───── MATERIAL TO PROCESS ─────

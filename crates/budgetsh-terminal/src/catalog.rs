//! Static command catalog: commands, their actions, and options.
//!
//! A catalog entry is pure data built once at startup. Options and actions
//! are separate shapes, so an option can never own options of its own.

use std::fmt;

use budgetsh_types::error::Result;

use crate::interpreter::{Flow, HandlerContext, Shell, dispatch_action};

/// Argument recorded for an option that takes no arguments.
pub const FLAG_SET: &str = "SET";

/// Function executed for a command or one of its actions.
pub type HandlerFn = fn(&mut Shell, &mut HandlerContext) -> Result<Flow>;

// ---------------------------------------------------------------------------
// Options
// ---------------------------------------------------------------------------

/// A dash-prefixed modifier accepted by a command or an action.
#[derive(Debug, Clone, PartialEq, Eq)]
pub struct OptionSpec {
    pub name: &'static str,
    pub description: &'static str,
    /// Values the option absorbs after its marker, in order.
    pub parameters: Vec<&'static str>,
    /// Whether `-<first letter>` also selects this option.
    pub shorthand: bool,
}

impl OptionSpec {
    /// A flag named `name`, with no arguments and no shorthand.
    pub fn new(name: &'static str, description: &'static str) -> Self {
        Self {
            name,
            description,
            parameters: Vec::new(),
            shorthand: false,
        }
    }

    /// Declare the values the option absorbs.
    pub fn parameters(mut self, parameters: &[&'static str]) -> Self {
        self.parameters = parameters.to_vec();
        self
    }

    /// Also accept `-<first letter>`.
    pub fn shorthand(mut self) -> Self {
        self.shorthand = true;
        self
    }

    /// Number of arguments the option requires. Zero means it is a flag.
    pub fn arg_count(&self) -> usize {
        self.parameters.len()
    }

    /// First character of the name, used for shorthand matching.
    pub fn letter(&self) -> Option<char> {
        self.name.chars().next()
    }

    /// Whether marker text (dashes already stripped) selects this option.
    pub fn matches(&self, text: &str) -> bool {
        if self.name == text {
            return true;
        }
        let mut chars = text.chars();
        self.shorthand && chars.next() == self.letter() && chars.next().is_none()
    }

    fn label(&self) -> String {
        let mut label = if self.shorthand {
            format!("-{}, --{}", self.name.chars().next().unwrap_or('-'), self.name)
        } else {
            format!("--{}", self.name)
        };
        for p in &self.parameters {
            label.push_str(&format!(" <{p}>"));
        }
        label
    }
}

// ---------------------------------------------------------------------------
// Commands and actions
// ---------------------------------------------------------------------------

/// The top-level element of a command: what the user types first.
#[derive(Debug, Clone, Default, PartialEq, Eq)]
pub struct CommandSpec {
    pub name: &'static str,
    pub description: &'static str,
    /// Listing order; lower sorts first.
    pub priority: i32,
    pub parameters: Vec<&'static str>,
    pub options: Vec<OptionSpec>,
}

impl CommandSpec {
    /// A command with priority 0, no parameters and no options.
    pub fn new(name: &'static str, description: &'static str) -> Self {
        Self {
            name,
            description,
            ..Self::default()
        }
    }

    /// Set the listing order.
    pub fn priority(mut self, priority: i32) -> Self {
        self.priority = priority;
        self
    }

    /// Declare the command's own positional parameters.
    pub fn parameters(mut self, parameters: &[&'static str]) -> Self {
        self.parameters = parameters.to_vec();
        self
    }

    /// Add a command-scope option.
    pub fn option(mut self, option: OptionSpec) -> Self {
        self.options.push(option);
        self
    }

    /// Usage line, e.g. `help <command> [options]`, optionally with the
    /// option table.
    pub fn usage(&self, with_options: bool) -> String {
        render_usage(self.name, &self.parameters, &self.options, with_options)
    }
}

/// A named sub-operation of a command, bound to its own handler function.
#[derive(Clone)]
pub struct Action {
    pub name: &'static str,
    pub description: &'static str,
    pub parameters: Vec<&'static str>,
    pub options: Vec<OptionSpec>,
    pub run: HandlerFn,
}

impl Action {
    /// An action run by `run`, with no parameters or options yet.
    pub fn new(name: &'static str, description: &'static str, run: HandlerFn) -> Self {
        Self {
            name,
            description,
            parameters: Vec::new(),
            options: Vec::new(),
            run,
        }
    }

    /// Declare the positionals that follow the action name.
    pub fn parameters(mut self, parameters: &[&'static str]) -> Self {
        self.parameters = parameters.to_vec();
        self
    }

    /// Add an action-scope option.
    pub fn option(mut self, option: OptionSpec) -> Self {
        self.options.push(option);
        self
    }

    /// Usage line prefixed with the owning command's name.
    pub fn usage(&self, command: &str, with_options: bool) -> String {
        let name = format!("{command} {}", self.name);
        render_usage(&name, &self.parameters, &self.options, with_options)
    }
}

impl fmt::Debug for Action {
    fn fmt(&self, f: &mut fmt::Formatter<'_>) -> fmt::Result {
        f.debug_struct("Action")
            .field("name", &self.name)
            .field("parameters", &self.parameters)
            .field("options", &self.options)
            .finish_non_exhaustive()
    }
}

/// The executable unit bound to a top-level command name.
#[derive(Clone)]
pub struct Handler {
    pub spec: CommandSpec,
    pub actions: Vec<Action>,
    pub callback: HandlerFn,
    /// Shown when the command exists but cannot run yet.
    pub unavailable: &'static str,
}

impl Handler {
    /// A command without actions, run by `callback`.
    pub fn new(spec: CommandSpec, callback: HandlerFn) -> Self {
        Self {
            spec,
            actions: Vec::new(),
            callback,
            unavailable: "",
        }
    }

    /// A command whose first positional names one of `actions`.
    ///
    /// The callback validates the action, records it in the context under
    /// `"action"`, and runs the action's own function.
    pub fn with_actions(spec: CommandSpec, actions: Vec<Action>) -> Self {
        Self {
            spec,
            actions,
            callback: dispatch_action,
            unavailable: "",
        }
    }

    /// Reason shown while the command is preregistered but not runnable.
    pub fn unavailable(mut self, message: &'static str) -> Self {
        self.unavailable = message;
        self
    }

    /// Command name the handler is registered under.
    pub fn name(&self) -> &'static str {
        self.spec.name
    }

    /// One-line description for listings.
    pub fn description(&self) -> &'static str {
        self.spec.description
    }

    /// Listing order of the command.
    pub fn priority(&self) -> i32 {
        self.spec.priority
    }

    /// The action called `name`, if the command has one.
    pub fn action(&self, name: &str) -> Option<&Action> {
        self.actions.iter().find(|a| a.name == name)
    }

    /// Full help: description, usage with options, and the action list.
    pub fn help_text(&self) -> String {
        let mut out = format!(
            "COMMAND: {}\n{}\nUSAGE: {}",
            self.spec.name,
            self.spec.description,
            self.spec.usage(true)
        );
        if !self.actions.is_empty() {
            out.push_str("\nACTIONS:\n");
            out.push_str(&format!(
                "(for further help, specify \"help {} <action>\")\n",
                self.spec.name
            ));
            out.push_str(&aligned(
                self.actions.iter().map(|a| (a.name.to_string(), a.description)),
            ));
        }
        out
    }
}

impl fmt::Debug for Handler {
    fn fmt(&self, f: &mut fmt::Formatter<'_>) -> fmt::Result {
        f.debug_struct("Handler")
            .field("spec", &self.spec)
            .field("actions", &self.actions)
            .field("unavailable", &self.unavailable)
            .finish_non_exhaustive()
    }
}

// ---------------------------------------------------------------------------
// Rendering
// ---------------------------------------------------------------------------

fn render_usage(
    name: &str,
    parameters: &[&'static str],
    options: &[OptionSpec],
    with_options: bool,
) -> String {
    let mut usage = name.to_string();
    for p in parameters {
        usage.push_str(&format!(" <{p}>"));
    }
    if options.is_empty() {
        return usage;
    }
    usage.push_str(" [options]");
    if with_options {
        usage.push_str("\nOPTIONS:\n");
        usage.push_str(&aligned(
            options.iter().map(|o| (o.label(), o.description)),
        ));
    }
    usage
}

/// Two-column listing with the first column padded to its widest entry.
pub(crate) fn aligned<'a>(rows: impl Iterator<Item = (String, &'a str)>) -> String {
    let rows: Vec<(String, &str)> = rows.collect();
    let width = rows.iter().map(|(name, _)| name.len()).max().unwrap_or(0);
    rows.iter()
        .map(|(name, desc)| format!("  {name:<width$}  {desc}").trim_end().to_string())
        .collect::<Vec<_>>()
        .join("\n")
}

#[cfg(test)]
mod tests {
    use super::*;

    fn noop(_: &mut Shell, _: &mut HandlerContext) -> Result<Flow> {
        Ok(Flow::default())
    }

    #[test]
    fn shorthand_matches_first_letter_only_when_enabled() {
        let group = OptionSpec::new("group", "").parameters(&["group_name"]).shorthand();
        assert!(group.matches("group"));
        assert!(group.matches("g"));
        assert!(!group.matches("gr"));

        let notes = OptionSpec::new("notes", "").parameters(&["notes_value"]);
        assert!(notes.matches("notes"));
        assert!(!notes.matches("n"));
    }

    #[test]
    fn flag_has_no_arguments() {
        assert_eq!(OptionSpec::new("hard", "").arg_count(), 0);
    }

    #[test]
    fn usage_lists_parameters() {
        let spec = CommandSpec::new("transfer", "").parameters(&["from", "to"]);
        assert_eq!(spec.usage(false), "transfer <from> <to>");
    }

    #[test]
    fn usage_marks_options() {
        let spec = CommandSpec::new("help", "")
            .parameters(&["command"])
            .option(OptionSpec::new("verbose", "show everything").shorthand());
        assert_eq!(spec.usage(false), "help <command> [options]");
        let full = spec.usage(true);
        assert!(full.contains("OPTIONS:"));
        assert!(full.contains("-v, --verbose  show everything"));
    }

    #[test]
    fn option_table_is_aligned() {
        let spec = CommandSpec::new("x", "")
            .option(OptionSpec::new("name", "rename").parameters(&["new_name"]))
            .option(OptionSpec::new("notes", "renote").parameters(&["n"]));
        let full = spec.usage(true);
        let lines: Vec<&str> = full.lines().skip(2).collect();
        assert_eq!(lines[0], "  --name <new_name>  rename");
        assert_eq!(lines[1], "  --notes <n>        renote");
    }

    #[test]
    fn action_usage_is_prefixed_with_command() {
        let action = Action::new("login", "", noop).parameters(&["username", "password"]);
        assert_eq!(action.usage("user", false), "user login <username> <password>");
    }

    #[test]
    fn help_text_lists_actions() {
        let handler = Handler::with_actions(
            CommandSpec::new("group", "Manage groups").parameters(&["action"]),
            vec![
                Action::new("add", "Add a new group", noop),
                Action::new("list", "List groups", noop),
            ],
        );
        let help = handler.help_text();
        assert!(help.starts_with("COMMAND: group\nManage groups\nUSAGE: group <action>"));
        assert!(help.contains("help group <action>"));
        assert!(help.contains("  add   Add a new group"));
        assert!(handler.action("list").is_some());
        assert!(handler.action("remove").is_none());
    }
}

─────

The answer is the lines above between the line holding "description for listings." and the line holding "the action list.", inclusive, each written out exactly, and no others.

    /// One-line description for listings.
    pub fn description(&self) -> &'static str {
        self.spec.description
    }

    /// Listing order of the command.
    pub fn priority(&self) -> i32 {
        self.spec.priority
    }

    /// The action called `name`, if the command has one.
    pub fn action(&self, name: &str) -> Option<&Action> {
        self.actions.iter().find(|a| a.name == name)
    }

    /// Full help: description, usage with options, and the action list.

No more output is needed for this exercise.